I found this book to be delightful and the ending made me laugh out loud with glee. The solution to the “impossible crime” was absurd and contrived – as these impossible crime solutions often are – but not such that I was annoyed.
I didn’t guess whodunnit. I was pretty sure throughout the entire thing whodidntdunit, and I was right about that, but I focused on the wrong character! Since there is no way to do spoiler tags on wordpress, I won’t say more on that subject here.

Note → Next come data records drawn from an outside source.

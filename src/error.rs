//! Error types for qrng-client.

use thiserror::Error;

use crate::transport::ReplyStatus;

/// Main error type for all qrng-client operations.
#[derive(Debug, Error)]
pub enum QrngError {
    /// Invalid run configuration (bad CLI values).
    #[error("invalid configuration: {0}")]
    Config(String),

    /// Could not establish the bus connection or resolve the service proxy.
    #[error("failed to connect to bus: {0}")]
    Connect(#[source] zbus::Error),

    /// Enqueuing an asynchronous call failed. Fatal to the whole run.
    #[error("failed to submit request: {0}")]
    Submit(String),

    /// The bus call itself failed (service unreachable, error envelope, ...).
    #[error("transport error: {0}")]
    Transport(#[from] zbus::Error),

    /// The reply arrived but its body did not decode as expected.
    #[error("failed to decode reply: {0}")]
    Decode(#[source] zbus::Error),

    /// The service reported a non-zero status code.
    #[error("service returned status {0}")]
    Status(ReplyStatus),

    /// The payload decoded cleanly but its size does not match the request.
    #[error("payload length mismatch: expected {expected} bytes, got {actual}")]
    LengthMismatch { expected: u64, actual: u64 },

    /// The completion channel closed while requests were still in flight.
    #[error("completion channel closed")]
    ChannelClosed,

    /// Final verdict for a run that finished with failed requests.
    #[error("{failed} of {sent} requests failed")]
    Failed { failed: u64, sent: u64 },
}

/// Result type alias using QrngError.
pub type Result<T> = std::result::Result<T, QrngError>;
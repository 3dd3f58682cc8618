//! Transport facade over the message bus.
//!
//! The dispatcher never touches the bus directly. It sees one trait,
//! [`OctetTransport`], with two operations:
//!
//! - `submit` - enqueue an asynchronous call without blocking; the outcome
//!   arrives later as a [`Completion`] on the channel handed in at
//!   submission time
//! - `request_octets` - blocking single-shot call used by the sequential
//!   path
//!
//! # Architecture
//!
//! ```text
//! Dispatcher ─ submit ─► Transport ─► [bus] ─► Completion ─► mpsc channel
//!     ▲                                                          │
//!     └───────────────── try_recv / recv ───────────────────────┘
//! ```
//!
//! The two remote methods return differently shaped status words, so the
//! decoded status keeps its wire width and signedness in [`ReplyStatus`]
//! instead of collapsing both into one integer type.

use std::fmt;

use tokio::sync::mpsc;

use crate::error::Result;
use crate::request::RequestContext;

mod bus;

pub use bus::{QrngBus, INTERFACE_NAME, OBJECT_PATH, SERVICE_NAME};

/// Sender half of the completion channel, cloned into each in-flight call.
pub type CompletionSender = mpsc::UnboundedSender<Completion>;

/// Outcome of one bus call: a decoded reply, or the error that resolved it.
pub type CallOutcome = Result<Reply>;

/// Status word of a decoded reply.
///
/// The batched method returns a signed 32-bit status, the single-shot
/// method an unsigned one. Zero means success in both; the two shapes are
/// never interchangeable.
#[derive(Debug, Clone, Copy, PartialEq, Eq)]
pub enum ReplyStatus {
    /// Status of a `GenerateOctetsEx` reply.
    Batched(i32),
    /// Status of a `GenerateOctets` reply.
    Single(u32),
}

impl ReplyStatus {
    /// Whether the service reported success.
    #[inline]
    pub fn is_success(&self) -> bool {
        matches!(self, ReplyStatus::Batched(0) | ReplyStatus::Single(0))
    }

    /// The raw status code, widened for diagnostics.
    #[inline]
    pub fn code(&self) -> i64 {
        match *self {
            ReplyStatus::Batched(code) => i64::from(code),
            ReplyStatus::Single(code) => i64::from(code),
        }
    }
}

impl fmt::Display for ReplyStatus {
    fn fmt(&self, f: &mut fmt::Formatter<'_>) -> fmt::Result {
        write!(f, "{}", self.code())
    }
}

/// A structurally valid decoded reply.
#[derive(Debug, Clone)]
pub struct Reply {
    /// Service-reported status word.
    pub status: ReplyStatus,
    /// Variable-length octet payload.
    pub octets: Vec<u8>,
}

/// One resolved call, delivered over the completion channel.
#[derive(Debug)]
pub struct Completion {
    /// Context created at submission time, consumed by the handler.
    pub ctx: RequestContext,
    /// What happened to the call.
    pub outcome: CallOutcome,
}

/// Facade the dispatcher drives the bus through.
#[allow(async_fn_in_trait)]
pub trait OctetTransport: Send + Sync {
    /// Enqueue an asynchronous octet request without blocking.
    ///
    /// The context is moved into the in-flight call and comes back inside
    /// the [`Completion`] sent to `reply_to`, exactly once. An `Err` here
    /// means the act of enqueuing failed and is fatal to the run.
    fn submit(
        &self,
        ctx: RequestContext,
        timeout_ms: u64,
        reply_to: CompletionSender,
    ) -> Result<()>;

    /// Single-shot octet request; resolves when the reply arrives.
    async fn request_octets(&self, count: u64) -> CallOutcome;
}
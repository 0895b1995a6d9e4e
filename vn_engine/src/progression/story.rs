//! The story driver - maps day numbers to content and plays them in order.

use std::collections::BTreeMap;
use std::io::{BufRead, Write};

use crate::engine::Engine;
use crate::error::Result;
use crate::render::Screen;

/// Content for one day. It renders and prompts through the engine and
/// finishes with [`Engine::end_day`].
pub type DayHandler<R, W, S> = Box<dyn FnMut(&mut Engine<R, W, S>) -> Result<()>>;

/// Why the story driver stopped.
#[derive(Debug, Clone, Copy, PartialEq, Eq)]
pub enum StoryOutcome {
    /// The current day is past the last day with content.
    Finished { day: u32 },

    /// The current day lies inside the story but has no content.
    MissingDay { day: u32 },

    /// A day's content returned without calling `end_day`.
    Stalled { day: u32 },
}

/// Registered day content.
pub struct Story<R, W, S> {
    days: BTreeMap<u32, DayHandler<R, W, S>>,
}

impl<R: BufRead, W: Write, S: Screen> Default for Story<R, W, S> {
    fn default() -> Self {
        Self::new()
    }
}

impl<R: BufRead, W: Write, S: Screen> Story<R, W, S> {
    /// Create an empty story.
    pub fn new() -> Self {
        Self {
            days: BTreeMap::new(),
        }
    }

    /// Register content for `number`, replacing any earlier registration.
    pub fn day(
        mut self,
        number: u32,
        handler: impl FnMut(&mut Engine<R, W, S>) -> Result<()> + 'static,
    ) -> Self {
        self.days.insert(number, Box::new(handler));
        self
    }

    /// Whether content is registered for `number`.
    pub fn has_day(&self, number: u32) -> bool {
        self.days.contains_key(&number)
    }

    /// The highest day with content.
    pub fn last_day(&self) -> Option<u32> {
        self.days.keys().next_back().copied()
    }

    /// Play days starting from the engine's current day until one has no content.
    pub fn run(&mut self, engine: &mut Engine<R, W, S>) -> Result<StoryOutcome> {
        let last_day = self.last_day();

        loop {
            let day = engine.current_day();

            let Some(handler) = self.days.get_mut(&day) else {
                let outcome = match last_day {
                    Some(last) if day <= last => StoryOutcome::MissingDay { day },
                    _ => StoryOutcome::Finished { day },
                };
                tracing::info!("Story stopped on day {}: {:?}", day, outcome);
                return Ok(outcome);
            };

            tracing::info!("Playing day {}", day);
            engine.day_ended = false;
            handler(engine)?;

            if !engine.day_ended {
                tracing::warn!("Day {} returned without ending the day", day);
                return Ok(StoryOutcome::Stalled { day });
            }
        }
    }
}
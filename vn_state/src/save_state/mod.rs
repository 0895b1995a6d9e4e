//! Save state - the free-form key/value map a story writes player choices into.

mod store;

pub use store::*;

use serde::{Deserialize, Serialize};
use std::collections::BTreeMap;
use std::fmt;

/// Key holding the player's chosen name.
pub const KEY_NAME: &str = "name";

/// Key holding the day the story resumes on.
pub const KEY_CURRENT_DAY: &str = "current_day";

/// Day a fresh save starts on.
pub const FIRST_DAY: u32 = 1;

/// A single stored value.
///
/// Serialized untagged, so a save file is a plain JSON object of scalars and
/// string arrays. Anything else found in a save file (`null`, nested arrays,
/// objects) is carried as [`StateValue::Other`] and written back unchanged.
#[derive(Debug, Clone, PartialEq, Serialize, Deserialize)]
#[serde(untagged)]
pub enum StateValue {
    Bool(bool),
    Int(i64),
    Float(f64),
    Text(String),
    /// Multi-choice answers, in the order the player entered them.
    List(Vec<String>),
    Other(serde_json::Value),
}

impl StateValue {
    pub fn as_bool(&self) -> Option<bool> {
        match self {
            StateValue::Bool(b) => Some(*b),
            _ => None,
        }
    }

    pub fn as_int(&self) -> Option<i64> {
        match self {
            StateValue::Int(i) => Some(*i),
            _ => None,
        }
    }

    /// Integers widen to floats.
    pub fn as_float(&self) -> Option<f64> {
        match self {
            StateValue::Int(i) => Some(*i as f64),
            StateValue::Float(f) => Some(*f),
            _ => None,
        }
    }

    pub fn as_str(&self) -> Option<&str> {
        match self {
            StateValue::Text(s) => Some(s),
            _ => None,
        }
    }

    pub fn as_list(&self) -> Option<&[String]> {
        match self {
            StateValue::List(items) => Some(items),
            _ => None,
        }
    }
}

impl fmt::Display for StateValue {
    fn fmt(&self, f: &mut fmt::Formatter<'_>) -> fmt::Result {
        match self {
            StateValue::Bool(b) => write!(f, "{}", b),
            StateValue::Int(i) => write!(f, "{}", i),
            StateValue::Float(x) => write!(f, "{}", x),
            StateValue::Text(s) => f.write_str(s),
            StateValue::List(items) => f.write_str(&items.join(", ")),
            StateValue::Other(value) => write!(f, "{}", value),
        }
    }
}

impl From<bool> for StateValue {
    fn from(value: bool) -> Self {
        StateValue::Bool(value)
    }
}

impl From<i64> for StateValue {
    fn from(value: i64) -> Self {
        StateValue::Int(value)
    }
}

impl From<u32> for StateValue {
    fn from(value: u32) -> Self {
        StateValue::Int(i64::from(value))
    }
}

impl From<f64> for StateValue {
    fn from(value: f64) -> Self {
        StateValue::Float(value)
    }
}

impl From<&str> for StateValue {
    fn from(value: &str) -> Self {
        StateValue::Text(value.to_string())
    }
}

impl From<String> for StateValue {
    fn from(value: String) -> Self {
        StateValue::Text(value)
    }
}

impl From<Vec<String>> for StateValue {
    fn from(value: Vec<String>) -> Self {
        StateValue::List(value)
    }
}

impl From<&[&str]> for StateValue {
    fn from(value: &[&str]) -> Self {
        StateValue::List(value.iter().map(|s| s.to_string()).collect())
    }
}

/// Everything a story has recorded so far.
///
/// Keys are free-form; only [`KEY_NAME`] and [`KEY_CURRENT_DAY`] carry
/// meaning for the engine itself.
#[derive(Debug, Clone, PartialEq, Serialize, Deserialize, Default)]
#[serde(transparent)]
pub struct SaveState {
    values: BTreeMap<String, StateValue>,
}

impl SaveState {
    /// Create a new empty save state.
    pub fn new() -> Self {
        Self::default()
    }

    pub fn get(&self, key: &str) -> Option<&StateValue> {
        self.values.get(key)
    }

    /// Get a stored value, or `default` if the key was never set.
    pub fn get_or(&self, key: &str, default: impl Into<StateValue>) -> StateValue {
        self.values
            .get(key)
            .cloned()
            .unwrap_or_else(|| default.into())
    }

    /// Insert a value, returning the previous one.
    pub fn insert(
        &mut self,
        key: impl Into<String>,
        value: impl Into<StateValue>,
    ) -> Option<StateValue> {
        self.values.insert(key.into(), value.into())
    }

    pub fn remove(&mut self, key: &str) -> Option<StateValue> {
        self.values.remove(key)
    }

    pub fn contains(&self, key: &str) -> bool {
        self.values.contains_key(key)
    }

    pub fn len(&self) -> usize {
        self.values.len()
    }

    pub fn is_empty(&self) -> bool {
        self.values.is_empty()
    }

    pub fn clear(&mut self) {
        self.values.clear();
    }

    pub fn iter(&self) -> impl Iterator<Item = (&str, &StateValue)> {
        self.values.iter().map(|(k, v)| (k.as_str(), v))
    }

    /// The player's name, if one has been entered.
    pub fn name(&self) -> Option<&str> {
        self.get(KEY_NAME).and_then(StateValue::as_str)
    }

    /// The day to resume on.
    ///
    /// Whole numbers are accepted even when stored as floats (`2.0`). Anything
    /// else, or a day below [`FIRST_DAY`], reads as [`FIRST_DAY`].
    pub fn current_day(&self) -> u32 {
        let day = match self.get(KEY_CURRENT_DAY) {
            Some(StateValue::Int(day)) => u32::try_from(*day).ok(),
            Some(StateValue::Float(day)) if day.fract() == 0.0 => {
                (0.0..=f64::from(u32::MAX)).contains(day).then(|| *day as u32)
            }
            _ => None,
        };
        day.filter(|day| *day >= FIRST_DAY).unwrap_or(FIRST_DAY)
    }
}

#[cfg(test)]
mod tests {
    use super::*;

    #[test]
    fn test_get_or_default() {
        let mut state = SaveState::new();
        assert_eq!(state.get_or("drink", "Coffee"), StateValue::from("Coffee"));

        state.insert("drink", "Tea");
        assert_eq!(state.get_or("drink", "Coffee"), StateValue::from("Tea"));
    }

    #[test]
    fn test_current_day() {
        let mut state = SaveState::new();
        assert_eq!(state.current_day(), 1);

        state.insert(KEY_CURRENT_DAY, 3u32);
        assert_eq!(state.current_day(), 3);

        state.insert(KEY_CURRENT_DAY, 0i64);
        assert_eq!(state.current_day(), 1);

        state.insert(KEY_CURRENT_DAY, "two");
        assert_eq!(state.current_day(), 1);

        state.insert(KEY_CURRENT_DAY, 2.0);
        assert_eq!(state.current_day(), 2);

        state.insert(KEY_CURRENT_DAY, 2.5);
        assert_eq!(state.current_day(), 1);

        state.insert(KEY_CURRENT_DAY, -3.0);
        assert_eq!(state.current_day(), 1);
    }

    #[test]
    fn test_name_accessor() {
        let mut state = SaveState::new();
        assert!(state.name().is_none());

        state.insert(KEY_NAME, "Clayn");
        assert_eq!(state.name(), Some("Clayn"));

        state.insert(KEY_NAME, true);
        assert!(state.name().is_none());
    }

    #[test]
    fn test_untagged_json_shape() {
        let mut state = SaveState::new();
        state.insert("name", "Clayn");
        state.insert("pregnancy", false);
        state.insert("current_day", 2u32);
        state.insert("snacks", &["Chips", "Chips"][..]);

        let json = serde_json::to_value(&state).unwrap();
        assert_eq!(
            json,
            serde_json::json!({
                "current_day": 2,
                "name": "Clayn",
                "pregnancy": false,
                "snacks": ["Chips", "Chips"],
            })
        );

        let back: SaveState = serde_json::from_value(json).unwrap();
        assert_eq!(back, state);
    }

    #[test]
    fn test_numbers_keep_their_kind() {
        let state: SaveState = serde_json::from_str(r#"{"gold": 12, "luck": 0.5}"#).unwrap();
        assert_eq!(state.get("gold"), Some(&StateValue::Int(12)));
        assert_eq!(state.get("luck"), Some(&StateValue::Float(0.5)));
        assert_eq!(state.get("gold").unwrap().as_float(), Some(12.0));
    }

    #[test]
    fn test_foreign_values_survive() {
        let json = r#"{
            "current_day": 2.0,
            "note": null,
            "picks": [["A", "B"]],
            "extra": {"k": 1}
        }"#;
        let state: SaveState = serde_json::from_str(json).unwrap();
        assert_eq!(state.len(), 4);
        assert_eq!(state.current_day(), 2);
        assert_eq!(state.get("note"), Some(&StateValue::Other(serde_json::Value::Null)));

        let back = serde_json::to_value(&state).unwrap();
        assert_eq!(back, serde_json::from_str::<serde_json::Value>(json).unwrap());
    }

    #[test]
    fn test_display() {
        assert_eq!(StateValue::from("Tea").to_string(), "Tea");
        assert_eq!(StateValue::from(true).to_string(), "true");
        assert_eq!(
            StateValue::from(vec!["A".to_string(), "C".to_string()]).to_string(),
            "A, C"
        );
        assert_eq!(StateValue::Other(serde_json::Value::Null).to_string(), "null");
    }
}
//! # VN Engine
//!
//! A terminal visual novel engine. Story content is plain Rust that receives
//! an [`Engine`] and calls it in sequence: show text, ask the player
//! something, end the day.
//!
//! ## Core Components
//!
//! - **layout**: Wraps and centers raw story text into display lines
//! - **render**: Draws banners and bottom-anchored narration to a [`Screen`]
//! - **prompt**: Free text, yes/no, single and multi choice questions
//! - **progression**: Day tracking and the [`Story`] driver
//!
//! Every accepted answer is written to the save file before the prompt
//! returns, so a session can be interrupted at any point and resumed.

pub mod config;
pub mod engine;
pub mod error;
pub mod layout;
pub mod progression;
pub mod prompt;
pub mod render;

pub use config::*;
pub use engine::*;
pub use error::*;
pub use layout::*;
pub use progression::*;
pub use prompt::*;
pub use render::*;

pub use vn_state::{Hero, SaveState, SaveStore, StateValue, StoreError};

The victim, Mary Gregor, was an odious woman. She reminded me a lot of Mrs. Boynton, from Appointment With Death, which remains one of my favorite Christie mysteries. Some people go unmourned for good reason, and it is unwise to press people beyond their breaking point. The solution was reminiscent of another Christie mystery, but, again, I will refrain to avoid spoiling. I will say that Mrs. Christie’s version was published a few years later than this one, so no one can accuse Mr. Wynne of stealing her idea!
The second inspector sent to investigate, Barley, was a blooming idiot with a bad case of confirmation bias – he decided who did it, and then tried to squash the evidence into agreeing with him. And there were altogether too many characters who were willing to commit suicide to protect someone else.
The book did drag a bit – this I cannot deny, and the talky-mc-talkerson grew tiresome. I was totally astonished by the THIRD murder, and by the fourth, I was dying to get to the end! Overall, this ended up being one of my favorite of the BLCC reissues.